• [DATA TO EXAMINE]
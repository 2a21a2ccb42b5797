//! Due-diligence search and analysis for the picked company.

use std::collections::HashSet;

use scout_search::{Candidate, SearchResult};
use serde::{Deserialize, Serialize};
use serde_json::{Value, json};

use crate::error::{Result, ScoutError};
use crate::extract::extract_json;
use crate::fields::{field, list_field, number, root_object, text_field};
use crate::scoring::ScoredCandidate;
use crate::thesis::{SourcingQuery, ThesisInputs, ThesisSummary};

const DILIGENCE_SYSTEM_PROMPT: &str = include_str!("../prompts/diligence.md");

/// Results per topic forwarded to the model.
const MAX_EVIDENCE_PER_TOPIC: usize = 5;

/// Evidence topics, in prompt order.
pub const DD_TOPICS: [&str; 5] = ["funding", "team", "news", "competitors", "traction"];

/// Search results gathered for one topic.
#[derive(Debug, Clone, PartialEq, Serialize, Deserialize)]
pub struct DdEvidence {
    pub topic: String,
    pub query: String,
    pub results: Vec<SearchResult>,
}

/// Memo verdict.
#[derive(Debug, Clone, Copy, PartialEq, Eq, Serialize, Deserialize)]
#[serde(rename_all = "lowercase")]
pub enum Recommendation {
    Pass,
    Explore,
    Prioritize,
}

impl Recommendation {
    pub fn parse(raw: &str) -> Option<Self> {
        match raw.trim().to_ascii_lowercase().as_str() {
            "pass" => Some(Self::Pass),
            "explore" => Some(Self::Explore),
            "prioritize" | "prioritise" => Some(Self::Prioritize),
            _ => None,
        }
    }
}

/// The model's due-diligence memo.
#[derive(Debug, Clone, Default, PartialEq, Serialize, Deserialize)]
pub struct DdReport {
    pub summary: String,
    pub funding: String,
    pub team: String,
    pub traction: String,
    pub competitors: Vec<String>,
    pub strengths: Vec<String>,
    pub risks: Vec<String>,
    pub open_questions: Vec<String>,
    pub recommendation: Option<Recommendation>,
    /// 0–100.
    pub confidence: Option<u8>,
}

/// Final job payload.
#[derive(Debug, Clone, PartialEq, Serialize, Deserialize)]
pub struct FinalReport {
    pub thesis: ThesisSection,
    pub company: ScoredCandidate,
    pub report: DdReport,
    /// Distinct evidence URLs, in topic order.
    pub sources: Vec<String>,
}

#[derive(Debug, Clone, PartialEq, Serialize, Deserialize)]
pub struct ThesisSection {
    pub inputs: ThesisInputs,
    pub summary: ThesisSummary,
}

/// One query per topic about `candidate`.
pub fn dd_queries(candidate: &Candidate) -> Vec<SourcingQuery> {
    let name = &candidate.name;
    let host = &candidate.hostname;
    DD_TOPICS
        .iter()
        .map(|&topic| {
            let query = match topic {
                "funding" => format!("\"{name}\" {host} funding round investors"),
                "team" => format!("\"{name}\" founders CEO team"),
                "news" => format!("\"{name}\" {host} news"),
                "competitors" => format!("\"{name}\" competitors alternatives"),
                _ => format!("\"{name}\" customers revenue growth"),
            };
            SourcingQuery::new(topic, query)
        })
        .collect()
}

/// Prompt pair for the memo.
///
/// # Errors
///
/// Fails only if the payload cannot be serialized.
pub fn build_dd_prompt(
    inputs: &ThesisInputs,
    summary: &ThesisSummary,
    picked: &ScoredCandidate,
    evidence: &[DdEvidence],
) -> Result<(String, String)> {
    let evidence_json: Vec<Value> = evidence
        .iter()
        .map(|e| {
            let results: Vec<Value> = e
                .results
                .iter()
                .take(MAX_EVIDENCE_PER_TOPIC)
                .map(|r| json!({"title": r.title, "url": r.url, "snippet": r.description}))
                .collect();
            json!({"topic": e.topic, "results": results})
        })
        .collect();

    let payload = json!({
        "thesis": {"criteria": inputs, "summary": summary.summary},
        "company": {
            "name": picked.candidate.name,
            "url": picked.candidate.canonical_url,
            "fit_score": picked.fit_score,
            "judgment": picked.judgment,
        },
        "evidence": evidence_json,
    });
    let user = serde_json::to_string_pretty(&payload)?;
    Ok((DILIGENCE_SYSTEM_PROMPT.to_owned(), user))
}

/// Parse the memo reply.
///
/// # Errors
///
/// [`ScoutError::MalformedModelOutput`] when no JSON is recoverable or the
/// memo has neither a summary nor any strengths or risks.
pub fn parse_dd_report(text: &str) -> Result<DdReport> {
    let malformed = || ScoutError::MalformedModelOutput {
        input_len: text.len(),
    };
    let value = extract_json(text)?;
    let obj = root_object(&value).ok_or_else(malformed)?;

    let report = DdReport {
        summary: text_field(obj, &["summary", "executive_summary", "executiveSummary"]),
        funding: text_field(obj, &["funding"]),
        team: text_field(obj, &["team"]),
        traction: text_field(obj, &["traction"]),
        competitors: list_field(obj, &["competitors"]),
        strengths: list_field(obj, &["strengths"]),
        risks: list_field(obj, &["risks"]),
        open_questions: list_field(obj, &["open_questions", "openQuestions"]),
        recommendation: field(obj, &["recommendation"])
            .and_then(Value::as_str)
            .and_then(Recommendation::parse),
        confidence: field(obj, &["confidence"])
            .and_then(number)
            .filter(|c| c.is_finite())
            .map(|c| c.round().clamp(0.0, 100.0) as u8),
    };

    if report.summary.is_empty() && report.strengths.is_empty() && report.risks.is_empty() {
        return Err(malformed());
    }
    Ok(report)
}

/// Assemble the payload stored on the job at `dd_done`.
pub fn final_report(
    inputs: &ThesisInputs,
    summary: &ThesisSummary,
    picked: &ScoredCandidate,
    report: DdReport,
    evidence: &[DdEvidence],
) -> FinalReport {
    let mut seen = HashSet::new();
    let sources = evidence
        .iter()
        .flat_map(|e| e.results.iter())
        .map(|r| r.url.trim())
        .filter(|u| !u.is_empty() && seen.insert(*u))
        .map(String::from)
        .collect();

    FinalReport {
        thesis: ThesisSection {
            inputs: inputs.clone(),
            summary: summary.clone(),
        },
        company: picked.clone(),
        report,
        sources,
    }
}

• [ASSIGNMENT]
Print all the lines exactly as they occur in the listing.

• [COMPLETED TASK]
repository 2a21a2ccb42b5797
//! Due-diligence search and analysis for the picked company.

use std::collections::HashSet;

use scout_search::{Candidate, SearchResult};
use serde::{Deserialize, Serialize};
use serde_json::{Value, json};

use crate::error::{Result, ScoutError};
use crate::extract::extract_json;
use crate::fields::{field, list_field, number, root_object, text_field};
use crate::scoring::ScoredCandidate;
use crate::thesis::{SourcingQuery, ThesisInputs, ThesisSummary};

const DILIGENCE_SYSTEM_PROMPT: &str = include_str!("../prompts/diligence.md");

/// Results per topic forwarded to the model.
const MAX_EVIDENCE_PER_TOPIC: usize = 5;

/// Evidence topics, in prompt order.
pub const DD_TOPICS: [&str; 5] = ["funding", "team", "news", "competitors", "traction"];

/// Search results gathered for one topic.
#[derive(Debug, Clone, PartialEq, Serialize, Deserialize)]
pub struct DdEvidence {
    pub topic: String,
    pub query: String,
    pub results: Vec<SearchResult>,
}

/// Memo verdict.
#[derive(Debug, Clone, Copy, PartialEq, Eq, Serialize, Deserialize)]
#[serde(rename_all = "lowercase")]
pub enum Recommendation {
    Pass,
    Explore,
    Prioritize,
}

impl Recommendation {
    pub fn parse(raw: &str) -> Option<Self> {
        match raw.trim().to_ascii_lowercase().as_str() {
            "pass" => Some(Self::Pass),
            "explore" => Some(Self::Explore),
            "prioritize" | "prioritise" => Some(Self::Prioritize),
            _ => None,
        }
    }
}

/// The model's due-diligence memo.
#[derive(Debug, Clone, Default, PartialEq, Serialize, Deserialize)]
pub struct DdReport {
    pub summary: String,
    pub funding: String,
    pub team: String,
    pub traction: String,
    pub competitors: Vec<String>,
    pub strengths: Vec<String>,
    pub risks: Vec<String>,
    pub open_questions: Vec<String>,
    pub recommendation: Option<Recommendation>,
    /// 0–100.
    pub confidence: Option<u8>,
}

/// Final job payload.
#[derive(Debug, Clone, PartialEq, Serialize, Deserialize)]
pub struct FinalReport {
    pub thesis: ThesisSection,
    pub company: ScoredCandidate,
    pub report: DdReport,
    /// Distinct evidence URLs, in topic order.
    pub sources: Vec<String>,
}

#[derive(Debug, Clone, PartialEq, Serialize, Deserialize)]
pub struct ThesisSection {
    pub inputs: ThesisInputs,
    pub summary: ThesisSummary,
}

/// One query per topic about `candidate`.
pub fn dd_queries(candidate: &Candidate) -> Vec<SourcingQuery> {
    let name = &candidate.name;
    let host = &candidate.hostname;
    DD_TOPICS
        .iter()
        .map(|&topic| {
            let query = match topic {
                "funding" => format!("\"{name}\" {host} funding round investors"),
                "team" => format!("\"{name}\" founders CEO team"),
                "news" => format!("\"{name}\" {host} news"),
                "competitors" => format!("\"{name}\" competitors alternatives"),
                _ => format!("\"{name}\" customers revenue growth"),
            };
            SourcingQuery::new(topic, query)
        })
        .collect()
}

/// Prompt pair for the memo.
///
/// # Errors
///
/// Fails only if the payload cannot be serialized.
pub fn build_dd_prompt(
    inputs: &ThesisInputs,
    summary: &ThesisSummary,
    picked: &ScoredCandidate,
    evidence: &[DdEvidence],
) -> Result<(String, String)> {
    let evidence_json: Vec<Value> = evidence
        .iter()
        .map(|e| {
            let results: Vec<Value> = e
                .results
                .iter()
                .take(MAX_EVIDENCE_PER_TOPIC)
                .map(|r| json!({"title": r.title, "url": r.url, "snippet": r.description}))
                .collect();
            json!({"topic": e.topic, "results": results})
        })
        .collect();

    let payload = json!({
        "thesis": {"criteria": inputs, "summary": summary.summary},
        "company": {
            "name": picked.candidate.name,
            "url": picked.candidate.canonical_url,
            "fit_score": picked.fit_score,
            "judgment": picked.judgment,
        },
        "evidence": evidence_json,
    });
    let user = serde_json::to_string_pretty(&payload)?;
    Ok((DILIGENCE_SYSTEM_PROMPT.to_owned(), user))
}

/// Parse the memo reply.
///
/// # Errors
///
/// [`ScoutError::MalformedModelOutput`] when no JSON is recoverable or the
/// memo has neither a summary nor any strengths or risks.
pub fn parse_dd_report(text: &str) -> Result<DdReport> {
    let malformed = || ScoutError::MalformedModelOutput {
        input_len: text.len(),
    };
    let value = extract_json(text)?;
    let obj = root_object(&value).ok_or_else(malformed)?;

    let report = DdReport {
        summary: text_field(obj, &["summary", "executive_summary", "executiveSummary"]),
        funding: text_field(obj, &["funding"]),
        team: text_field(obj, &["team"]),
        traction: text_field(obj, &["traction"]),
        competitors: list_field(obj, &["competitors"]),
        strengths: list_field(obj, &["strengths"]),
        risks: list_field(obj, &["risks"]),
        open_questions: list_field(obj, &["open_questions", "openQuestions"]),
        recommendation: field(obj, &["recommendation"])
            .and_then(Value::as_str)
            .and_then(Recommendation::parse),
        confidence: field(obj, &["confidence"])
            .and_then(number)
            .filter(|c| c.is_finite())
            .map(|c| c.round().clamp(0.0, 100.0) as u8),
    };

    if report.summary.is_empty() && report.strengths.is_empty() && report.risks.is_empty() {
        return Err(malformed());
    }
    Ok(report)
}

/// Assemble the payload stored on the job at `dd_done`.
pub fn final_report(
    inputs: &ThesisInputs,
    summary: &ThesisSummary,
    picked: &ScoredCandidate,
    report: DdReport,
    evidence: &[DdEvidence],
) -> FinalReport {
    let mut seen = HashSet::new();
    let sources = evidence
        .iter()
        .flat_map(|e| e.results.iter())
        .map(|r| r.url.trim())
        .filter(|u| !u.is_empty() && seen.insert(*u))
        .map(String::from)
        .collect();

    FinalReport {
        thesis: ThesisSection {
            inputs: inputs.clone(),
            summary: summary.clone(),
        },
        company: picked.clone(),
        report,
        sources,
    }
}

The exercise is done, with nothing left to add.